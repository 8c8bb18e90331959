//! `PipewatchServer`: Axum HTTP + `WebSocket` server.

use std::sync::Arc;
use std::time::Instant;

use axum::Router;
use axum::extract::State;
use axum::extract::ws::WebSocketUpgrade;
use axum::http::StatusCode;
use axum::response::{IntoResponse, Json};
use axum::routing::get;
use metrics_exporter_prometheus::PrometheusHandle;
use pipewatch_hub::{RegistryStats, TelemetryHub};
use serde::Serialize;
use tokio::net::TcpListener;
use tower_http::cors::CorsLayer;
use tower_http::trace::TraceLayer;
use tracing::info;

use crate::config::ServerConfig;
use crate::health::{self, HealthResponse};
use crate::prometheus;
use crate::shutdown::ShutdownCoordinator;
use crate::status::{StatusResponse, build_status};
use crate::websocket::run_ws_session;

/// Status endpoint path.
pub const STATUS_PATH: &str = "/api/v1/metrics/status";
/// Test broadcast endpoint path.
pub const TEST_PATH: &str = "/api/v1/metrics/test";
/// Connection stats endpoint path.
pub const CONNECTIONS_PATH: &str = "/api/v1/metrics/connections";

/// Shared state accessible from Axum handlers.
#[derive(Clone)]
pub struct AppState {
    /// The hub.
    pub hub: Arc<TelemetryHub>,
    /// Server configuration.
    pub config: Arc<ServerConfig>,
    /// Installed Prometheus recorder, if any.
    pub prometheus: Option<PrometheusHandle>,
    /// When the server was built.
    pub start_time: Instant,
}

/// Body of the test broadcast endpoint.
#[derive(Clone, Debug, Serialize)]
pub struct TestBroadcastResponse {
    /// Whether a `test_message` was queued.
    pub queued: bool,
    /// Registered connections when the request was handled.
    pub active_connections: usize,
}

/// The pipewatch HTTP server.
pub struct PipewatchServer {
    config: Arc<ServerConfig>,
    hub: Arc<TelemetryHub>,
    prometheus: Option<PrometheusHandle>,
    shutdown: Arc<ShutdownCoordinator>,
    start_time: Instant,
}

impl PipewatchServer {
    /// Server over an existing hub.
    pub fn new(config: ServerConfig, hub: Arc<TelemetryHub>) -> Self {
        Self {
            config: Arc::new(config),
            hub,
            prometheus: None,
            shutdown: Arc::new(ShutdownCoordinator::new()),
            start_time: Instant::now(),
        }
    }

    /// Render `/metrics` from this recorder.
    #[must_use]
    pub fn with_prometheus(mut self, handle: PrometheusHandle) -> Self {
        self.prometheus = Some(handle);
        self
    }

    /// Build the router with all routes.
    pub fn router(&self) -> Router {
        let state = AppState {
            hub: Arc::clone(&self.hub),
            config: Arc::clone(&self.config),
            prometheus: self.prometheus.clone(),
            start_time: self.start_time,
        };

        Router::new()
            .route(&self.config.ws_path, get(ws_handler))
            .route(STATUS_PATH, get(status_handler))
            .route(TEST_PATH, get(test_handler).post(test_handler))
            .route(CONNECTIONS_PATH, get(connections_handler))
            .route("/health", get(health_handler))
            .route("/metrics", get(metrics_handler))
            .with_state(state)
            .layer(CorsLayer::permissive())
            .layer(TraceLayer::new_for_http())
    }

    /// Serve on `listener` until shutdown is requested.
    ///
    /// On shutdown the hub is stopped first, which closes every `WebSocket`
    /// session, so the graceful drain does not wait on open sockets.
    pub async fn serve(&self, listener: TcpListener) -> std::io::Result<()> {
        let addr = listener.local_addr()?;
        info!(%addr, ws_path = %self.config.ws_path, "pipewatch server listening");

        let token = self.shutdown.token();
        let hub = Arc::clone(&self.hub);
        axum::serve(listener, self.router())
            .with_graceful_shutdown(async move {
                token.cancelled().await;
                let _ = hub.stop().await;
            })
            .await
    }

    /// The hub.
    pub fn hub(&self) -> &Arc<TelemetryHub> {
        &self.hub
    }

    /// The shutdown coordinator.
    pub fn shutdown(&self) -> &Arc<ShutdownCoordinator> {
        &self.shutdown
    }

    /// The server configuration.
    pub fn config(&self) -> &ServerConfig {
        &self.config
    }

    /// The Prometheus handle, when a recorder was installed.
    pub fn prometheus(&self) -> Option<&PrometheusHandle> {
        self.prometheus.as_ref()
    }
}

/// GET `{ws_path}`
async fn ws_handler(ws: WebSocketUpgrade, State(state): State<AppState>) -> impl IntoResponse {
    let buffer = state.config.outbound_buffer;
    ws.max_message_size(state.config.max_message_size)
        .on_upgrade(move |socket| run_ws_session(socket, state.hub, buffer))
}

/// GET /api/v1/metrics/status
async fn status_handler(State(state): State<AppState>) -> Json<StatusResponse> {
    Json(build_status(&state.hub).await)
}

/// GET|POST /api/v1/metrics/test
async fn test_handler(State(state): State<AppState>) -> (StatusCode, Json<TestBroadcastResponse>) {
    let queued = state.hub.broadcast_test("manual test broadcast").await;
    let code = if queued {
        StatusCode::OK
    } else {
        StatusCode::SERVICE_UNAVAILABLE
    };
    (
        code,
        Json(TestBroadcastResponse {
            queued,
            active_connections: state.hub.connection_count(),
        }),
    )
}

/// GET /api/v1/metrics/connections
async fn connections_handler(State(state): State<AppState>) -> Json<RegistryStats> {
    Json(state.hub.stats().await)
}

/// GET /health
async fn health_handler(State(state): State<AppState>) -> Json<HealthResponse> {
    Json(health::health_check(
        state.start_time,
        state.hub.connection_count(),
    ))
}

/// GET /metrics
async fn metrics_handler(State(state): State<AppState>) -> String {
    prometheus::render(state.prometheus.as_ref())
}

#[cfg(test)]
mod tests {
    use super::*;
    use axum::body::Body;
    use axum::http::{Method, Request};
    use pipewatch_hub::HubConfig;
    use pipewatch_hub::testing::{MockTransport, ScriptedProvider, host_snapshot};
    use tower::ServiceExt;

    fn make_server() -> PipewatchServer {
        let hub = TelemetryHub::new(
            HubConfig::default(),
            Arc::new(ScriptedProvider::new(host_snapshot(12.3, 40.1))),
        );
        PipewatchServer::new(ServerConfig::default(), Arc::new(hub))
    }

    async fn call(app: Router, method: Method, uri: &str) -> (StatusCode, serde_json::Value) {
        let req = Request::builder()
            .method(method)
            .uri(uri)
            .body(Body::empty())
            .unwrap();
        let resp = app.oneshot(req).await.unwrap();
        let status = resp.status();
        let body = axum::body::to_bytes(resp.into_body(), 100_000).await.unwrap();
        let json = if body.is_empty() {
            serde_json::Value::Null
        } else {
            serde_json::from_slice(&body).unwrap_or(serde_json::Value::Null)
        };
        (status, json)
    }

    #[tokio::test]
    async fn health_endpoint_returns_ok() {
        let server = make_server();
        let (status, body) = call(server.router(), Method::GET, "/health").await;
        assert_eq!(status, StatusCode::OK);
        assert_eq!(body["status"], "ok");
        assert_eq!(body["connections"], 0);
        assert!(body["uptime_secs"].is_number());
    }

    #[tokio::test]
    async fn status_reports_degraded_when_stopped() {
        let server = make_server();
        let (status, body) = call(server.router(), Method::GET, STATUS_PATH).await;
        assert_eq!(status, StatusCode::OK);
        assert_eq!(body["status"], "degraded");
        assert_eq!(body["running"], false);
        assert_eq!(body["active_connections"], 0);
        assert!(body["metrics"].is_null());
        assert!(body["timestamp"].is_string());
    }

    #[tokio::test]
    async fn status_reports_ok_with_latest_metrics() {
        let server = make_server();
        let _ = server.hub().start().await;
        let _ = server.hub().connect(Arc::new(MockTransport::new())).await;
        // Let the sampler take its first sample.
        for _ in 0..50 {
            if server.hub().latest_snapshot().is_some() {
                break;
            }
            tokio::time::sleep(std::time::Duration::from_millis(10)).await;
        }

        let (status, body) = call(server.router(), Method::GET, STATUS_PATH).await;
        assert_eq!(status, StatusCode::OK);
        assert_eq!(body["status"], "ok");
        assert_eq!(body["dispatcher_alive"], true);
        assert_eq!(body["sampler_alive"], true);
        assert!(body["metrics_updated_at"].is_string());
        assert_eq!(body["active_connections"], 1);
        assert_eq!(body["metrics"]["system_health"]["cpu"], 12.3);
        assert_eq!(body["metrics"]["connection_status"]["active_connections"], 1);
        let _ = server.hub().stop().await;
    }

    #[tokio::test]
    async fn test_endpoint_needs_running_hub() {
        let server = make_server();
        let (status, body) = call(server.router(), Method::POST, TEST_PATH).await;
        assert_eq!(status, StatusCode::SERVICE_UNAVAILABLE);
        assert_eq!(body["queued"], false);

        let _ = server.hub().start().await;
        let (status, body) = call(server.router(), Method::GET, TEST_PATH).await;
        assert_eq!(status, StatusCode::OK);
        assert_eq!(body["queued"], true);
        let _ = server.hub().stop().await;
    }

    #[tokio::test]
    async fn connections_endpoint_lists_clients() {
        let server = make_server();
        let id = server.hub().connect(Arc::new(MockTransport::new())).await;
        let (status, body) = call(server.router(), Method::GET, CONNECTIONS_PATH).await;
        assert_eq!(status, StatusCode::OK);
        assert_eq!(body["active_connections"], 1);
        assert_eq!(body["per_connection"][0]["id"], id.as_str());
        assert_eq!(body["per_connection"][0]["messages_sent"], 1);
    }

    #[tokio::test]
    async fn metrics_endpoint_without_recorder_is_empty() {
        let server = make_server();
        let req = Request::builder().uri("/metrics").body(Body::empty()).unwrap();
        let resp = server.router().oneshot(req).await.unwrap();
        assert_eq!(resp.status(), StatusCode::OK);
        let body = axum::body::to_bytes(resp.into_body(), 10_000).await.unwrap();
        assert!(body.is_empty());
    }

    #[tokio::test]
    async fn ws_path_rejects_plain_get() {
        let server = make_server();
        let req = Request::builder()
            .uri("/api/v1/ws/metrics")
            .body(Body::empty())
            .unwrap();
        let resp = server.router().oneshot(req).await.unwrap();
        assert!(resp.status().is_client_error());
    }

    #[tokio::test]
    async fn unknown_route_returns_404() {
        let server = make_server();
        let (status, _) = call(server.router(), Method::GET, "/nonexistent").await;
        assert_eq!(status, StatusCode::NOT_FOUND);
    }

    #[test]
    fn shutdown_coordinator_accessible() {
        let server = make_server();
        assert!(!server.shutdown().is_shutting_down());
        server.shutdown().shutdown();
        assert!(server.shutdown().is_shutting_down());
    }
}
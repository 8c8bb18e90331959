//! Periodic metrics sampler.

use std::sync::Arc;
use std::time::Duration;

use metrics::counter;
use pipewatch_core::{Envelope, HubMessage, MetricsSnapshot};
use tokio::time::MissedTickBehavior;
use tokio_util::sync::CancellationToken;
use tracing::{debug, info, warn};

use crate::metrics::PROVIDER_FAILURES_TOTAL;
use crate::provider::{SnapshotCache, SnapshotProvider, fetch_snapshot};
use crate::queue::BroadcastQueue;
use crate::registry::ConnectionRegistry;

const MIN_INTERVAL: Duration = Duration::from_millis(1);

/// Calls the provider on a fixed cadence and enqueues `metrics_update`.
///
/// A failing or slow provider never ends the loop: the tick falls back to
/// the last good snapshot, or zeros if there has never been one.
pub struct Sampler {
    provider: Arc<dyn SnapshotProvider>,
    cache: Arc<SnapshotCache>,
    registry: Arc<ConnectionRegistry>,
    queue: Arc<BroadcastQueue>,
    interval: Duration,
    timeout: Duration,
}

impl Sampler {
    /// `timeout` bounds each provider call. A zero `interval` is raised to
    /// one millisecond.
    pub fn new(
        provider: Arc<dyn SnapshotProvider>,
        cache: Arc<SnapshotCache>,
        registry: Arc<ConnectionRegistry>,
        queue: Arc<BroadcastQueue>,
        interval: Duration,
        timeout: Duration,
    ) -> Self {
        Self {
            provider,
            cache,
            registry,
            queue,
            interval: interval.max(MIN_INTERVAL),
            timeout,
        }
    }

    /// Run until `cancel` fires. The first sample is taken immediately.
    pub async fn run(self, cancel: CancellationToken) {
        let mut ticker = tokio::time::interval(self.interval);
        ticker.set_missed_tick_behavior(MissedTickBehavior::Skip);
        info!(
            provider = self.provider.name(),
            interval_ms = self.interval.as_millis(),
            "sampler started"
        );

        loop {
            tokio::select! {
                biased;
                () = cancel.cancelled() => break,
                _ = ticker.tick() => {}
            }
            tokio::select! {
                biased;
                () = cancel.cancelled() => break,
                () = self.sample_once() => {}
            }
        }
        info!("sampler stopped");
    }

    /// Take one sample and enqueue it.
    ///
    /// Only a successful fetch refreshes the cache; a fallback is broadcast
    /// but never stored, so the cache age stays honest.
    pub async fn sample_once(&self) {
        let active = self.registry.count();
        let snapshot = match fetch_snapshot(self.provider.as_ref(), self.timeout).await {
            Ok(snapshot) => {
                let snapshot = snapshot.with_active_connections(active);
                self.cache.store(snapshot.clone());
                snapshot
            }
            Err(e) => {
                counter!(PROVIDER_FAILURES_TOTAL).increment(1);
                let fallback = self.cache.latest();
                warn!(
                    provider = self.provider.name(),
                    error = %e,
                    reused_previous = fallback.is_some(),
                    "snapshot failed, broadcasting fallback"
                );
                fallback
                    .unwrap_or_else(MetricsSnapshot::zeroed)
                    .with_active_connections(active)
            }
        };

        self.queue
            .enqueue(Envelope::new(HubMessage::MetricsUpdate(snapshot)));
        debug!(active_connections = active, "metrics sample enqueued");
    }
}
//! End-to-end tests over a real listener with a real `WebSocket` client.

use std::sync::Arc;
use std::time::Duration;

use futures::{SinkExt, StreamExt};
use pipewatch_hub::testing::{ScriptedProvider, host_snapshot};
use pipewatch_hub::{HubConfig, TelemetryHub};
use pipewatch_server::{PipewatchServer, ServerConfig};
use serde_json::Value;
use tokio::net::TcpListener;
use tokio::time::timeout;
use tokio_tungstenite::connect_async;
use tokio_tungstenite::tungstenite::Message;

const TIMEOUT: Duration = Duration::from_secs(5);

type WsStream =
    tokio_tungstenite::WebSocketStream<tokio_tungstenite::MaybeTlsStream<tokio::net::TcpStream>>;

struct TestServer {
    base: String,
    ws_url: String,
    server: Arc<PipewatchServer>,
    provider: Arc<ScriptedProvider>,
    handle: tokio::task::JoinHandle<std::io::Result<()>>,
}

impl TestServer {
    async fn boot(sample_interval: Duration) -> Self {
        let provider = Arc::new(ScriptedProvider::new(host_snapshot(12.3, 40.1)));
        let config = HubConfig {
            sample_interval,
            dispatch_poll: Duration::from_millis(50),
            ..HubConfig::default()
        };
        let hub = Arc::new(TelemetryHub::new(config, provider.clone()));
        let server_config = ServerConfig {
            host: "127.0.0.1".into(),
            port: 0,
            ..ServerConfig::default()
        };
        let ws_path = server_config.ws_path.clone();
        let server = Arc::new(PipewatchServer::new(server_config, hub));

        let listener = TcpListener::bind("127.0.0.1:0").await.unwrap();
        let addr = listener.local_addr().unwrap();
        let handle = {
            let server = Arc::clone(&server);
            tokio::spawn(async move { server.serve(listener).await })
        };
        Self {
            base: format!("http://{addr}"),
            ws_url: format!("ws://{addr}{ws_path}"),
            server,
            provider,
            handle,
        }
    }

    fn hub(&self) -> &Arc<TelemetryHub> {
        self.server.hub()
    }

    async fn connect(&self) -> WsStream {
        let (ws, _) = connect_async(self.ws_url.as_str()).await.unwrap();
        ws
    }

    async fn shutdown(self) {
        self.server.shutdown().shutdown();
        timeout(TIMEOUT, self.handle).await.unwrap().unwrap().unwrap();
    }
}

/// Next text frame, skipping control frames.
async fn next_text(ws: &mut WsStream) -> String {
    loop {
        let msg = timeout(TIMEOUT, ws.next())
            .await
            .expect("timed out waiting for frame")
            .expect("stream ended")
            .expect("socket error");
        if let Message::Text(text) = msg {
            return text.as_str().to_owned();
        }
    }
}

async fn next_json(ws: &mut WsStream) -> Value {
    let text = next_text(ws).await;
    serde_json::from_str(&text).unwrap_or_else(|e| panic!("not JSON ({e}): {text}"))
}

/// Skip frames until one of type `kind` arrives.
async fn next_of_type(ws: &mut WsStream, kind: &str) -> Value {
    loop {
        let text = next_text(ws).await;
        if let Ok(frame) = serde_json::from_str::<Value>(&text) {
            if frame["type"] == kind {
                return frame;
            }
        }
    }
}

async fn wait_for_connections(hub: &TelemetryHub, expected: usize) {
    timeout(TIMEOUT, async {
        while hub.connection_count() != expected {
            tokio::time::sleep(Duration::from_millis(10)).await;
        }
    })
    .await
    .unwrap_or_else(|_| panic!("connection count never reached {expected}"));
}

#[tokio::test]
async fn handshake_sends_initial_state_then_ack() {
    let ts = TestServer::boot(Duration::from_secs(3_600)).await;
    let mut ws = ts.connect().await;

    let initial = next_json(&mut ws).await;
    assert_eq!(initial["type"], "initial_state");
    assert!(initial["timestamp"].is_string());
    let stages = initial["data"]["pipeline"]["stages"].as_array().unwrap();
    let ids: Vec<&str> = stages.iter().map(|s| s["id"].as_str().unwrap()).collect();
    let declared: Vec<&str> = pipewatch_core::stages::STAGE_DEFINITIONS
        .iter()
        .map(|(id, _)| *id)
        .collect();
    assert_eq!(ids, declared);
    assert!(stages.iter().all(|s| s["status"] == "idle"));
    for edge in initial["data"]["pipeline"]["edges"].as_array().unwrap() {
        assert!(declared.contains(&edge["from"].as_str().unwrap()));
        assert!(declared.contains(&edge["to"].as_str().unwrap()));
        assert_eq!(edge["active"], false);
    }
    assert_eq!(initial["data"]["system_metrics"]["system_health"]["cpu"], 12.3);

    let ack = next_json(&mut ws).await;
    assert_eq!(ack["type"], "connection_established");
    assert!(ack["data"]["connection_id"].as_str().unwrap().starts_with("conn_"));
    assert_eq!(ack["data"]["sample_interval_ms"], 3_600_000);

    ts.shutdown().await;
}

#[tokio::test]
async fn ping_gets_exactly_one_pong_and_other_frames_are_ignored() {
    // Hub not started: no broadcasts can interleave with the replies.
    let ts = TestServer::boot(Duration::from_secs(3_600)).await;
    let mut ws = ts.connect().await;
    let _ = next_of_type(&mut ws, "connection_established").await;

    ws.send(Message::text("ping")).await.unwrap();
    assert_eq!(next_text(&mut ws).await, "pong");

    ws.send(Message::text("{\"subscribe\":\"everything\"}")).await.unwrap();
    ws.send(Message::binary(vec![1u8, 2, 3])).await.unwrap();
    ws.send(Message::text("ping")).await.unwrap();
    // The ignored frames produce nothing, so the next frame is the second pong.
    assert_eq!(next_text(&mut ws).await, "pong");
    assert_eq!(ts.hub().connection_count(), 1);

    ts.shutdown().await;
}

#[tokio::test]
async fn sampler_broadcasts_mocked_metrics() {
    let ts = TestServer::boot(Duration::from_millis(200)).await;
    let mut a = ts.connect().await;
    let _ = next_of_type(&mut a, "connection_established").await;
    let _ = ts.hub().start().await;

    let update = next_of_type(&mut a, "metrics_update").await;
    assert_eq!(update["data"]["system_health"]["cpu"], 12.3);
    assert_eq!(update["data"]["system_health"]["memory"], 40.1);
    assert_eq!(update["data"]["connection_status"]["active_connections"], 1);

    // B joins mid-interval and gets its own initial state immediately.
    let mut b = ts.connect().await;
    let first = next_json(&mut b).await;
    assert_eq!(first["type"], "initial_state");

    // A failing tick still yields an update built from the last good sample.
    ts.provider.push(Err(pipewatch_core::ProviderError::collector("host", "sensor gone")));
    let calls = ts.provider.calls();
    let mut seen = 0;
    while ts.provider.calls() < calls + 2 || seen < 2 {
        let update = next_of_type(&mut a, "metrics_update").await;
        assert_eq!(update["data"]["system_health"]["cpu"], 12.3);
        seen += 1;
    }
    wait_for_connections(ts.hub(), 2).await;

    ts.shutdown().await;
}

#[tokio::test]
async fn test_endpoint_fans_out_to_every_client() {
    let ts = TestServer::boot(Duration::from_secs(3_600)).await;
    let _ = ts.hub().start().await;
    let mut a = ts.connect().await;
    let mut b = ts.connect().await;
    let _ = next_of_type(&mut a, "connection_established").await;
    let _ = next_of_type(&mut b, "connection_established").await;
    wait_for_connections(ts.hub(), 2).await;

    let client = reqwest::Client::new();
    let resp = client
        .post(format!("{}/api/v1/metrics/test", ts.base))
        .send()
        .await
        .unwrap();
    assert_eq!(resp.status(), 200);
    let body: Value = resp.json().await.unwrap();
    assert_eq!(body["queued"], true);
    assert_eq!(body["active_connections"], 2);

    for ws in [&mut a, &mut b] {
        let msg = next_of_type(ws, "test_message").await;
        assert_eq!(msg["data"]["sequence"], 1);
    }

    ts.shutdown().await;
}

#[tokio::test]
async fn status_endpoint_tracks_lifecycle() {
    let ts = TestServer::boot(Duration::from_millis(100)).await;
    let url = format!("{}/api/v1/metrics/status", ts.base);

    let body: Value = reqwest::get(&url).await.unwrap().json().await.unwrap();
    assert_eq!(body["status"], "degraded");
    assert_eq!(body["running"], false);

    let _ = ts.hub().start().await;
    let mut ws = ts.connect().await;
    let _ = next_of_type(&mut ws, "metrics_update").await;

    let body: Value = reqwest::get(&url).await.unwrap().json().await.unwrap();
    assert_eq!(body["status"], "ok");
    assert_eq!(body["active_connections"], 1);
    assert_eq!(body["metrics"]["system_health"]["memory"], 40.1);

    let _ = ts.hub().stop().await;
    let resp = reqwest::get(&url).await.unwrap();
    assert_eq!(resp.status(), 200);
    let body: Value = resp.json().await.unwrap();
    assert_eq!(body["status"], "degraded");
    assert_eq!(body["active_connections"], 0);

    ts.shutdown().await;
}

#[tokio::test]
async fn client_close_unregisters() {
    let ts = TestServer::boot(Duration::from_secs(3_600)).await;
    let mut ws = ts.connect().await;
    let _ = next_of_type(&mut ws, "connection_established").await;
    wait_for_connections(ts.hub(), 1).await;

    ws.close(None).await.unwrap();
    wait_for_connections(ts.hub(), 0).await;

    let body: Value = reqwest::get(format!("{}/api/v1/metrics/connections", ts.base))
        .await
        .unwrap()
        .json()
        .await
        .unwrap();
    assert_eq!(body["active_connections"], 0);
    assert!(body["per_connection"].as_array().unwrap().is_empty());

    ts.shutdown().await;
}

#[tokio::test]
async fn hub_stop_closes_open_sockets() {
    let ts = TestServer::boot(Duration::from_millis(100)).await;
    let _ = ts.hub().start().await;
    let mut ws = ts.connect().await;
    let _ = next_of_type(&mut ws, "connection_established").await;

    let _ = ts.hub().stop().await;
    assert_eq!(ts.hub().connection_count(), 0);

    let closed = timeout(TIMEOUT, async {
        while let Some(frame) = ws.next().await {
            match frame {
                Ok(Message::Close(_)) | Err(_) => return true,
                Ok(_) => {}
            }
        }
        true
    })
    .await
    .unwrap();
    assert!(closed);

    ts.shutdown().await;
}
━━━━━━━━━━━━━━━━━━━━
_About this exercise_
The answer must be a single number: the count of lines in the entries above that contain "started".

_Solution_
2